Beatriz García Huidobro Moroder studied pedagogy at the University of Chile and was employed as a professor for 13 years. She then earned a post-graduate degree in psychopedagogy. She served as Director of the Cultural Heritage Corporation of Chile for many years, overseeing projects such as congresses and conferences, and books on the investigation and dissemination of culture. She is Executive Editor of Ediciones Universidad Alberto Hurtado. For years Beatriz has been a literary critic, recommending a book each week on the radio program, “Vuelan las plumas “ (“Pens fly”) at the University of Chile; she also writes literary criticism for the periodical, Mensaje. She has published novels for children and adolescents with the editorial SM – Barco de Vapor, including Misterio en La Tirana and Septiembre. She won the contest “Santiago en 100 palabras” (“Santiago in 100 words”), which consisted in writing a short story with no more than 100 words.

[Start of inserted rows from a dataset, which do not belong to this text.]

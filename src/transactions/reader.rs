//! Delimited-text reader for the transaction table.

use super::types::{columns, Demographics, HouseholdKey, Transaction, TransactionTable};
use crate::error::{PanelError, Result};
use csv::StringRecord;
use std::collections::{BTreeSet, HashMap};
use std::io::Read;
use std::path::Path;
use tracing::{debug, info};

/// Field values treated as null.
const NULL_MARKERS: [&str; 11] = [
    "", "NA", "N/A", "n/a", "NaN", "nan", "NULL", "null", "None", "<NA>", "#N/A",
];

/// Read a transaction table from a file.
///
/// Core columns are always required; monetary and demographic columns are
/// required when `require_attributes` is set.
pub fn read_transactions(path: &Path, require_attributes: bool) -> Result<TransactionTable> {
    let file = std::fs::File::open(path).map_err(|e| PanelError::io(path, e))?;
    let table = read_transactions_from(file, require_attributes)?;
    info!(
        path = %path.display(),
        rows = table.len(),
        "Read transaction table"
    );
    Ok(table)
}

/// Read a transaction table from any reader.
pub fn read_transactions_from<R: Read>(
    reader: R,
    require_attributes: bool,
) -> Result<TransactionTable> {
    let mut csv_reader = csv::ReaderBuilder::new()
        .has_headers(true)
        .from_reader(reader);

    let headers = csv_reader.headers()?.clone();
    let layout = ColumnLayout::from_headers(&headers);

    let mut required: Vec<&str> = columns::CORE.to_vec();
    if require_attributes {
        required.extend(columns::MONETARY);
        required.extend(columns::DEMOGRAPHIC);
    }
    let missing: Vec<&str> = required
        .into_iter()
        .filter(|c| !layout.contains(c))
        .collect();
    if !missing.is_empty() {
        return Err(PanelError::Schema(format!(
            "missing required column(s): {}",
            missing.join(", ")
        )));
    }

    let mut records = Vec::new();
    for (index, result) in csv_reader.records().enumerate() {
        let record = result?;
        records.push(layout.parse_row(&record, index + 1)?);
    }
    debug!(rows = records.len(), columns = layout.present.len(), "Parsed transactions");

    Ok(TransactionTable::with_columns(records, layout.present))
}

/// Positions of the known columns within a header row.
struct ColumnLayout {
    positions: HashMap<&'static str, usize>,
    present: BTreeSet<String>,
}

impl ColumnLayout {
    fn from_headers(headers: &StringRecord) -> Self {
        let known = columns::CORE
            .iter()
            .chain(columns::MONETARY.iter())
            .chain(columns::DEMOGRAPHIC.iter());

        let mut positions = HashMap::new();
        let mut present = BTreeSet::new();
        for &name in known {
            if let Some(position) = headers.iter().position(|h| h == name) {
                positions.insert(name, position);
                present.insert(name.to_string());
            }
        }

        Self { positions, present }
    }

    fn contains(&self, name: &str) -> bool {
        self.positions.contains_key(name)
    }

    /// Raw field value, `None` when the column is absent or the value is null.
    fn field<'r>(&self, record: &'r StringRecord, name: &str) -> Option<&'r str> {
        let position = *self.positions.get(name)?;
        record.get(position).filter(|v| !NULL_MARKERS.contains(v))
    }

    fn parse_row(&self, record: &StringRecord, row: usize) -> Result<Transaction> {
        let household_key = self
            .field(record, columns::HOUSEHOLD_KEY)
            .map(HouseholdKey::from)
            .ok_or_else(|| parse_error(row, columns::HOUSEHOLD_KEY, "household key is null"))?;

        let day = self
            .field(record, columns::DAY)
            .ok_or_else(|| parse_error(row, columns::DAY, "day index is null"))
            .and_then(|raw| parse_day(raw, row))?;

        let mut demographics = Demographics::default();
        for (index, name) in columns::DEMOGRAPHIC.iter().enumerate() {
            demographics.set_field(index, self.field(record, name).map(str::to_string));
        }

        Ok(Transaction {
            household_key,
            basket_id: self.field(record, columns::BASKET_ID).map(str::to_string),
            day,
            commodity_desc: self
                .field(record, columns::COMMODITY_DESC)
                .unwrap_or_default()
                .to_string(),
            net_spend_amt: self.amount(record, columns::NET_SPEND_AMT, row)?,
            loy_card_disc: self.amount(record, columns::LOY_CARD_DISC, row)?,
            demographics,
        })
    }

    fn amount(&self, record: &StringRecord, name: &str, row: usize) -> Result<Option<f64>> {
        self.field(record, name)
            .map(|raw| {
                raw.trim()
                    .parse::<f64>()
                    .map_err(|e| parse_error(row, name, &format!("'{raw}' is not a number: {e}")))
            })
            .transpose()
    }
}

/// Parse a day index; integral floats such as `12.0` are accepted.
///
/// Floats outside the `i64` range are rejected rather than saturated.
fn parse_day(raw: &str, row: usize) -> Result<i64> {
    const LOWER: f64 = i64::MIN as f64;
    // 2^63, the first float past i64::MAX.
    const UPPER: f64 = -(i64::MIN as f64);

    let trimmed = raw.trim();
    if let Ok(day) = trimmed.parse::<i64>() {
        return Ok(day);
    }
    match trimmed.parse::<f64>() {
        Ok(day) if day.fract() == 0.0 && (LOWER..UPPER).contains(&day) => Ok(day as i64),
        _ => Err(parse_error(
            row,
            columns::DAY,
            &format!("'{raw}' is not an integer day index"),
        )),
    }
}

fn parse_error(row: usize, column: &str, message: &str) -> PanelError {
    PanelError::Parse {
        row,
        column: column.to_string(),
        message: message.to_string(),
    }
}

She has published novels with the editorial, Lom, including Hasta ya no ir, which was a finalist in the Sor Juana Inés de la Cruz Mexican literary competition, open to women novelists throughout Latin America, Nadar a oscuras, El espejo roto, among others.

 

Jacqueline Nanfito, Associate Professor of Spanish (Latin American Literature and Culture) is also a faculty member of the interdisciplinary programs of Women's and Gender Studies and Ethnic Studies.  She is the author of several articles in Latin American literary journals, and has published several books on Latin American women writers: Sor Juana Inés de la Cruz, El sueño: Cartographies of Knowledge and the Self; Gabriela Mistral: On Women, a compilation and translation of selected prose writings about women by the Chilean Nobel Prize Poet, Gabriela Mistral; the translation of the short short stories (microcuentos) by award winning Chilean female author, Pía Barros, Marks Beneath the Skin/Signos bajo la piel; the translation of an anthology of short short fiction (microcuentos) by Chilean female authors denouncing violence towards women, edited by Pía Barros, ¡BASTA! + de 100 mujeres contra la violencia de genero/ENOUGH!  100+ Women Against Gender Violence; the translation of 70 poems by the Chilean Jewish author and human rights activist, Marjorie Agosín, The White Islands / Las Islas Blancas the translation of Agosin's prose poems about Anne Frank, Anne: An Imagining of the Life of Anne Frank; and the novel, Fish Hair Woman, from English into Spanish, Mujer Pelo Pez, by the award winning Filipina female author, Merlinda Bobis.